Core Concepts
Self-supervised pretraining with larger variance in batch normalization statistics enables more informative data synthesis, outperforming previous supervised dataset distillation methods, especially when using larger recovery models.
Abstract
The content discusses a new approach for dataset distillation, called Self-supervised Compression for Dataset Distillation (SC-DD), which leverages self-supervised pretraining to address the limitations of existing supervised dataset distillation methods.
Key highlights:
Previous supervised dataset distillation methods, such as SRe2L, face challenges in effectively utilizing larger recovery models, as the channel-wise mean and variance inside the model become flatter and less informative.

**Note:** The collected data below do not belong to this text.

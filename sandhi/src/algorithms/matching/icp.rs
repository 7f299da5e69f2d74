//! Point-to-Point Iterative Closest Point (ICP) algorithm.
//!
//! Classic ICP algorithm for aligning two point clouds by iteratively:
//! 1. Finding nearest neighbor correspondences
//! 2. Computing optimal rigid transform
//! 3. Applying transform and repeating until convergence
//!
//! # Algorithm
//!
//! ```text
//! Input: Source cloud S, Target cloud T, Initial guess T₀
//! Output: Transform T* that aligns S to T
//!
//! 1. Transform S by T₀ to get S'
//! 2. For each iteration:
//!    a. Find nearest neighbor in T for each point in S'
//!    b. Reject pairs beyond max distance, trim the worst fraction
//!    c. Compute optimal transform ΔT using SVD (Kabsch)
//!    d. Apply ΔT: T* = ΔT · T*
//!    e. If ΔT < threshold, converged
//! 3. Return the lowest-error transform seen
//! ```

use nalgebra::Isometry3;

use super::icp_common::{correspondence_mse, find_correspondences, mse_to_score};
use super::{CloudMatcher, RegistrationResult};
use crate::core::kdtree::PointIndex;
use crate::core::math::{estimate_rigid_transform, transform_magnitude, transform_point};
use crate::core::types::{Point3D, PointCloud3D};

/// Configuration for Point-to-Point ICP.
#[derive(Debug, Clone)]
pub struct IcpConfig {
    /// Maximum number of iterations.
    pub max_iterations: u32,

    /// Convergence threshold for translation.
    ///
    /// If the translation component of the incremental transform
    /// is below this, consider converged.
    pub translation_epsilon: f32,

    /// Convergence threshold for rotation (radians).
    pub rotation_epsilon: f32,

    /// Maximum correspondence distance.
    ///
    /// Point pairs farther than this are rejected as outliers.
    pub max_correspondence_distance: f32,

    /// Minimum number of valid correspondences required.
    ///
    /// If fewer correspondences are found, the match fails.
    pub min_correspondences: usize,

    /// Outlier rejection ratio (0.0 to 1.0).
    ///
    /// After computing correspondences, reject this fraction
    /// of the worst (largest distance) correspondences.
    pub outlier_ratio: f32,
}

impl Default for IcpConfig {
    fn default() -> Self {
        Self {
            max_iterations: 50,
            translation_epsilon: 0.001,       // 1mm
            rotation_epsilon: 0.001,          // ~0.06°
            max_correspondence_distance: 0.5, // 50cm
            min_correspondences: 10,
            outlier_ratio: 0.1, // Reject worst 10%
        }
    }
}

/// Point-to-Point ICP matcher.
///
/// Uses a k-d tree for nearest neighbor queries.
/// Suitable for small initial errors (well under the correspondence distance).
#[derive(Debug, Clone, Default)]
pub struct PointToPointIcp {
    config: IcpConfig,
}

impl PointToPointIcp {
    /// Create a new ICP matcher with the given configuration.
    pub fn new(config: IcpConfig) -> Self {
        Self { config }
    }

    /// Get the current configuration.
    pub fn config(&self) -> &IcpConfig {
        &self.config
    }

    fn transformed(source: &PointCloud3D, transform: &Isometry3<f32>) -> Vec<Point3D> {
        source.iter().map(|p| transform_point(transform, p)).collect()
    }
}

impl CloudMatcher for PointToPointIcp {
    fn align(
        &self,
        source: &PointCloud3D,
        target: &PointCloud3D,
        initial_guess: &Isometry3<f32>,
    ) -> RegistrationResult {
        // Check for empty point clouds
        if source.is_empty() || target.is_empty() {
            return RegistrationResult::failed();
        }

        let target_index = PointIndex::build(target);

        let mut current = *initial_guess;
        let mut best: Option<(Isometry3<f32>, f32)> = None;
        let mut iterations = 0u32;
        let mut converged = false;

        for iter in 0..self.config.max_iterations {
            iterations = iter + 1;

            let moved = Self::transformed(source, &current);
            let correspondences = find_correspondences(
                &moved,
                &target_index,
                self.config.max_correspondence_distance,
                self.config.outlier_ratio,
                self.config.min_correspondences,
            );

            if correspondences.len() < self.config.min_correspondences {
                log::debug!(
                    "ICP: {} correspondences < {} at iteration {}",
                    correspondences.len(),
                    self.config.min_correspondences,
                    iterations
                );
                break;
            }

            // Error of the current estimate
            let mse = correspondence_mse(&correspondences);
            if best.is_none_or(|(_, m)| mse < m) {
                best = Some((current, mse));
            }

            let src: Vec<Point3D> = correspondences.iter().map(|c| moved[c.source]).collect();
            let dst: Vec<Point3D> = correspondences
                .iter()
                .map(|c| target.points[c.target])
                .collect();

            let Some(delta) = estimate_rigid_transform(&src, &dst) else {
                break;
            };

            current = delta * current;

            let (translation_change, rotation_change) = transform_magnitude(&delta);
            if translation_change < self.config.translation_epsilon
                && rotation_change < self.config.rotation_epsilon
            {
                converged = true;
                break;
            }
        }

        // Score the final estimate as well
        let moved = Self::transformed(source, &current);
        let final_corr = find_correspondences(
            &moved,
            &target_index,
            self.config.max_correspondence_distance,
            self.config.outlier_ratio,
            self.config.min_correspondences,
        );
        if final_corr.len() >= self.config.min_correspondences {
            let mse = correspondence_mse(&final_corr);
            if best.is_none_or(|(_, m)| mse <= m) {
                best = Some((current, mse));
            }
        }

        let Some((transform, mse)) = best else {
            return RegistrationResult::failed();
        };
        let score = mse_to_score(mse);

        if converged {
            RegistrationResult::success(transform, score, iterations, mse)
        } else {
            RegistrationResult {
                transform,
                score,
                converged: false,
                iterations,
                mse,
            }
        }
    }

    fn name(&self) -> &'static str {
        "PointToPointIcp"
    }
}
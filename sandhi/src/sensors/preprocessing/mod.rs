//! Point cloud preprocessing filters.
//!
//! Provides the per-frame geometric filters applied before segmentation
//! and registration.
//!
//! # Pipeline
//!
//! The typical filter chain for one frame:
//!
//! ```text
//! raw cloud → AxisRangeFilter → (wall segmentation) → StatisticalOutlierFilter → VoxelDownsampler
//! ```
//!
//! # CloudFilter Trait
//!
//! All filters implement the [`CloudFilter`] trait for a consistent interface:
//!
//! ```ignore
//! use sandhi::sensors::preprocessing::{CloudFilter, VoxelDownsampler};
//!
//! let filter = VoxelDownsampler::with_leaf_size(0.1);
//! let filtered = filter.filter(&cloud);
//! println!("Filter '{}' applied", filter.name());
//! ```

mod downsampler;
mod outlier;
mod range_filter;

pub use downsampler::{VoxelDownsampler, VoxelDownsamplerConfig};
pub use outlier::{StatisticalOutlierConfig, StatisticalOutlierFilter};
pub use range_filter::{AxisRangeFilter, AxisRangeFilterConfig};

use crate::core::types::PointCloud3D;

/// Trait for point cloud filtering operations.
pub trait CloudFilter: Send + Sync {
    /// Apply the filter to a cloud, returning a filtered cloud.
    fn filter(&self, cloud: &PointCloud3D) -> PointCloud3D;

    /// Get the name of this filter for diagnostics.
    fn name(&self) -> &'static str;
}

impl CloudFilter for AxisRangeFilter {
    fn filter(&self, cloud: &PointCloud3D) -> PointCloud3D {
        self.apply(cloud)
    }

    fn name(&self) -> &'static str {
        "AxisRangeFilter"
    }
}

impl CloudFilter for StatisticalOutlierFilter {
    fn filter(&self, cloud: &PointCloud3D) -> PointCloud3D {
        self.apply(cloud)
    }

    fn name(&self) -> &'static str {
        "StatisticalOutlierFilter"
    }
}

impl CloudFilter for VoxelDownsampler {
    fn filter(&self, cloud: &PointCloud3D) -> PointCloud3D {
        self.apply(cloud)
    }

    fn name(&self) -> &'static str {
        "VoxelDownsampler"
    }
}

/// Run a chain of filters in order, logging the point count after each.
pub fn apply_chain(filters: &[&dyn CloudFilter], cloud: PointCloud3D) -> PointCloud3D {
    filters.iter().fold(cloud, |acc, f| {
        let before = acc.len();
        let out = f.filter(&acc);
        log::debug!("{}: {} -> {} points", f.name(), before, out.len());
        out
    })
}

The authors observe that self-supervised pretraining leads to larger variances in batch normalization (BN) statistics, which provides more informative supervision signals for data synthesis.
The proposed SC-DD framework separates the learning of intermediate feature distributions from the alignment of higher-level semantic information, leading to better performance compared to previous methods.
Extensive experiments on CIFAR-100, Tiny-ImageNet, and ImageNet-1K datasets demonstrate that SC-DD outperforms state-of-the-art supervised dataset distillation methods, especially when using larger recovery models.
The authors highlight the importance of pretraining scheme and the positive correlation between model size and performance in the dataset distillation task.
Stats
The variance across channels in the first BN layer of a self-supervised MoCo-v3-ResNet-50 model is 28016.62, while for supervised ResNet-{18, 50, 101} models, it is 0.14798, 0.00265, and 0.00253, respectively.
The variance of channel-wise mean in the first BN layer of the self-supervised MoCo-v3-ResNet-50 model is 233.19, while for supervised ResNet-{18, 50, 101} models, it is 0.79, 0.12, and 0.05, respectively.